May v. Bradford

Annotate this Case

369 S.W.2d 225 (1963)

Tom MAY, Respondent, v. Theodore George BRADFORD, Appellant, and William W. Mann, Respondent.

No. 49400.

Supreme Court of Missouri, Division No. 2.

July 8, 1963.

*226 Dwight Crader, Sikeston, for appellant Bradford.

Hal E. Hunter, Jr., New Madrid, for respondent May.

Harold D. Jones, Bock & Jones, New Madrid, for respondent (Defendant) William Mann.

STORCKMAN, Presiding Judge.

The defendant Theodore George Bradford has appealed from a $25,000 judgment rendered against him and in favor of the plaintiff Tom May in an action for the wrongful death of plaintiff's wife Vivian May who died as a result of injuries received when an automobile in which she was a passenger collided with a truck. At the end of the plaintiff's case, a motion for a directed verdict was sustained as to the defendant William W. Mann. A previous judgment in favor of the plaintiff was reversed and the cause remanded for a new trial. See May v. Bradford, Mo., 348 S.W.2d 133. On this appeal the defendant Bradford contends that the trial court erred in sustaining the defendant Mann's motion for a directed verdict and in giving two instructions offered by the plaintiff.
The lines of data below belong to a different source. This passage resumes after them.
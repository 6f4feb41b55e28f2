//! HTTP clients for the Cloud Databases and Global Tagging APIs.

pub mod auth;
pub mod databases;
pub mod http;
pub mod retry;
pub mod tagging;

use thiserror::Error;

pub use auth::{Authenticator, Credentials};
pub use databases::{CloudDatabasesClient, Deployment, GroupScaling, Task, TaskStatus};
pub use http::ApiTransport;
pub use retry::RetryPolicy;
pub use tagging::{GlobalTaggingClient, TagType};

/// A non-success response from an IBM Cloud API.
#[derive(Debug, Clone, Error)]
#[error("API request failed with status {status}: {message}")]
pub struct ApiError {
    pub status: u16,
    pub message: String,
}

impl ApiError {
    pub fn is_transient(&self) -> bool {
        self.status == 429 || self.status >= 500
    }

    pub fn is_not_found(&self) -> bool {
        self.status == 404
    }
}

/// True when the error chain contains an `ApiError` with a 404 status.
pub fn is_not_found(err: &anyhow::Error) -> bool {
    err.chain()
        .filter_map(|cause| cause.downcast_ref::<ApiError>())
        .any(ApiError::is_not_found)
}
pub mod loader;
pub mod types;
On September 7, 1958, Mrs. May was a passenger in the right front seat of a Buick automobile owned and being driven by the defendant Mann north on U. S. Highway 61, 1/10th of a mile south of the intersection of Route AA in Jefferson County, Missouri, at which time and place the Buick and a Ford truck being driven southwardly by the defendant Bradford collided. At the time of the collision, Bradford's Ford truck was undertaking to pass a Studebaker automobile also being driven south. Mrs. May was thrown from the Buick automobile and was found underneath the Studebaker. She died shortly thereafter.

At the place in question the highway is of concrete construction consisting of two lanes of traffic each about 10 feet in width. While the highway runs generally north and south, it is upgrade at the place of collision and curves to the west for southbound traffic. The east shoulder of the highway was about 13 feet wide and the one on the west 11 feet. There were no yellow stripes on the highway indicating a no-passing zone in the area of the accident. The casualty occurred about 11 a. m. on a clear, dry day.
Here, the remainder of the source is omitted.